OUR LONG TERM BUSINESS STRATEGY

      The Company's long-term strategy is to migrate to a technology-based
company. We intend to develop our secure wireless encryption technology business
while providing cash from the other two businesses, Internet customer care
service center and telecom services. This focus would re-direct the primary
resources of the Company toward secure wireless encryption technology while
attempting to drive cash-flow enhancing operations in the other businesses.

     SECURE WIRELESS ENCRYPTION TECHNOLOGY STRATEGY

     The Company intends to build an infrastructure for the secured wireless
encryption business that supports the development of the iNSECT(TM) technology.
We plan to hire the necessary people to support all functional areas of the
business. We plan to subcontract the manufacturing of the ASICs. We also intend
to acquire companies that may enhance the internal development of the iNSECT(TM)
technology including software engineering, cryptography and ASIC architecture.

     INTERNET CUSTOMER CONTACT SERVICE CENTER STRATEGY

     During fiscal 2001, we plan to transition from the traditional call center
approach to Internet customer contact care, which will service Internet clients.
We plan to provide various services to clients in the emerging electronic
commerce service market through our Internet Customer Contact Center or
World-Wide Assist business. Worldwide Assist is planning to provide a Web-based
customer contact center which offers Internet-related inbound/outbound
communications services.

     TELECOM SERVICES STRATEGY

     Another part of our strategy is to expand our telecom services by providing
content products to consumers through selected telecom call center clients. We
plan on restructuring the existing call center in Montreal to support our
existing business clients, new customers and expand into providing content to
traditional North American teleservicing companies. We plan to transition from
the traditional call center approach to an Internet Customer Contact Center,
which will service Internet clients. We are in the early stages of developing
the process of establishing a Web-based customer contact center which may
provide these Internet-related inbound/outbound communications services.

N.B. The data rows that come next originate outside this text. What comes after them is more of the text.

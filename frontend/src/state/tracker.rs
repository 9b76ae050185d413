//! Pure state transitions for the leave tracker.
//!
//! Nothing here touches the DOM or storage: a [`Command`] is applied to a
//! [`TrackerState`] and yields the next state plus a description of what
//! changed, which the reactive layer uses to decide what to persist.

use chrono::{DateTime, Utc};

use crate::config::DEFAULT_SCOPE;
use crate::store::{
    Identity, LeaveApplication, LeaveForm, LeaveStatus, PortalError, Snapshot, SubmitOptions,
    UserType,
};
use crate::utils::time::parse_form_date;

pub const INVALID_EMAIL_MESSAGE: &str = "Please enter a valid email address";
pub const LOGIN_REQUIRED_MESSAGE: &str = "Please login first";
pub const DATE_ORDER_MESSAGE: &str = "End date must be after start date";
pub const INVALID_DATE_MESSAGE: &str = "Please choose both a start date and an end date";

#[derive(Debug, Clone, Default, PartialEq, Eq)]
pub struct TrackerState {
    pub current_user: Option<Identity>,
    pub applications: Vec<LeaveApplication>,
}

impl TrackerState {
    pub fn is_signed_in(&self) -> bool {
        self.current_user.is_some()
    }

    pub fn latest(&self) -> Option<&LeaveApplication> {
        self.applications.last()
    }

    pub fn find(&self, id: i64) -> Option<&LeaveApplication> {
        self.applications.iter().find(|app| app.id == id)
    }
}

impl From<Snapshot> for TrackerState {
    fn from(snapshot: Snapshot) -> Self {
        Self {
            current_user: snapshot.current_user,
            applications: snapshot.applications,
        }
    }
}

#[derive(Debug, Clone, PartialEq, Eq)]
pub enum Command {
    Login {
        email: String,
        user_type: UserType,
        at: DateTime<Utc>,
    },
    Logout,
    Submit {
        form: LeaveForm,
        options: SubmitOptions,
        at: DateTime<Utc>,
    },
    Approve {
        id: i64,
        at: DateTime<Utc>,
    },
    Reject {
        id: i64,
        reason: Option<String>,
        at: DateTime<Utc>,
    },
    Reset,
}

/// Which persisted keys a transition invalidated.
#[derive(Debug, Clone, Copy, PartialEq, Eq)]
pub enum Change {
    Session,
    Applications,
    Cleared,
}

#[derive(Debug, Clone, PartialEq, Eq)]
pub struct Transition {
    pub state: TrackerState,
    pub change: Change,
    /// Application created or updated by the command, if any.
    pub touched: Option<i64>,
}

pub fn validate_email(email: &str) -> Result<String, PortalError> {
    let trimmed = email.trim();
    if trimmed.is_empty() || !trimmed.contains('@') {
        return Err(PortalError::validation(INVALID_EMAIL_MESSAGE));
    }
    Ok(trimmed.to_string())
}

/// Millisecond timestamp id, bumped past the last id so ids stay unique.
fn next_id(applications: &[LeaveApplication], at: &DateTime<Utc>) -> Result<i64, PortalError> {
    let candidate = at.timestamp_millis();
    match applications.last() {
        Some(last) if candidate <= last.id => last
            .id
            .checked_add(1)
            .ok_or_else(|| PortalError::Storage(format!("no id left after {}", last.id))),
        _ => Ok(candidate),
    }
}

fn optional_name(value: Option<String>) -> Option<String> {
    value
        .map(|name| name.trim().to_string())
        .filter(|name| !name.is_empty())
}

fn build_application(
    owner: &Identity,
    existing: &[LeaveApplication],
    form: LeaveForm,
    options: SubmitOptions,
    at: DateTime<Utc>,
) -> Result<LeaveApplication, PortalError> {
    let (start_date, end_date) = match (
        parse_form_date(&form.start_date),
        parse_form_date(&form.end_date),
    ) {
        (Some(start), Some(end)) => (start, end),
        _ => return Err(PortalError::validation(INVALID_DATE_MESSAGE)),
    };
    if start_date > end_date {
        return Err(PortalError::validation(DATE_ORDER_MESSAGE));
    }
    let scope = options
        .scope
        .map(|scope| scope.trim().to_string())
        .filter(|scope| !scope.is_empty())
        .unwrap_or_else(|| DEFAULT_SCOPE.to_string());

    Ok(LeaveApplication {
        id: next_id(existing, &at)?,
        email: owner.email.clone(),
        start_date,
        end_date,
        category: form.category,
        reason: form.reason,
        document: optional_name(form.document),
        voice: optional_name(form.voice),
        scope,
        status: LeaveStatus::Pending,
        submitted_at: at,
        approved_at: None,
        rejected_at: None,
        rejection_reason: None,
    })
}

fn decide(
    state: &TrackerState,
    id: i64,
    apply: impl FnOnce(&mut LeaveApplication),
) -> Result<Transition, PortalError> {
    let mut next = state.clone();
    let app = next
        .applications
        .iter_mut()
        .find(|app| app.id == id)
        .ok_or(PortalError::NotFound(id))?;
    if app.status.is_terminal() {
        // Decisions are not guarded; the latest one wins.
        log::info!(
            "Overwriting {} decision on application {}",
            app.status.as_str(),
            id
        );
    }
    apply(app);
    Ok(Transition {
        state: next,
        change: Change::Applications,
        touched: Some(id),
    })
}

pub fn reduce(state: &TrackerState, command: Command) -> Result<Transition, PortalError> {
    match command {
        Command::Login {
            email,
            user_type,
            at,
        } => {
            let email = validate_email(&email)?;
            let mut next = state.clone();
            next.current_user = Some(Identity {
                email,
                user_type,
                login_time: at,
            });
            Ok(Transition {
                state: next,
                change: Change::Session,
                touched: None,
            })
        }
        Command::Logout => {
            let mut next = state.clone();
            next.current_user = None;
            Ok(Transition {
                state: next,
                change: Change::Session,
                touched: None,
            })
        }
        Command::Submit { form, options, at } => {
            let owner = state
                .current_user
                .as_ref()
                .ok_or_else(|| PortalError::validation(LOGIN_REQUIRED_MESSAGE))?;
            let application = build_application(owner, &state.applications, form, options, at)?;
            let id = application.id;
            let mut next = state.clone();
            next.applications.push(application);
            Ok(Transition {
                state: next,
                change: Change::Applications,
                touched: Some(id),
            })
        }
        Command::Approve { id, at } => decide(state, id, |app| {
            app.status = LeaveStatus::Approved;
            app.approved_at = Some(at);
        }),
        Command::Reject { id, reason, at } => decide(state, id, |app| {
            app.status = LeaveStatus::Rejected;
            app.rejected_at = Some(at);
            app.rejection_reason = reason;
        }),
        Command::Reset => Ok(Transition {
            state: TrackerState::default(),
            change: Change::Cleared,
            touched: None,
        }),
    }
}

     The Company's proposed plan of operation and prospects will be largely
dependent on the Company's ability to successfully establish a technology
development team, and establish and equip an Internet customer contact center on
a timely and cost effective basis; hire and retain skilled technical, marketing
and other personnel; successfully expand into the Internet market and attract
and retain significant numbers of clients.

                                       10

<PAGE>

OUR MARKETS

       SECURE WIRELESS ENCRYPTION TECHNOLOGY

     We believe if this technology is developed, tested, and accepted by the
industry, we may be able to offer original equipment manufacturers (OEM's) and
others a family of low-cost SICs that may provide security or enhanced signal
recovery or both. This may also allow us to license this technology to others on
a per-unit royalty basis. We may pursue strategic relationships with wireless
hardware manufacturers and companies involved in the development of secured
wireless encryption. We may also pursue strategic alliances with manufacturers
and other companies through a licensing program using the iNSECT(TM) technology.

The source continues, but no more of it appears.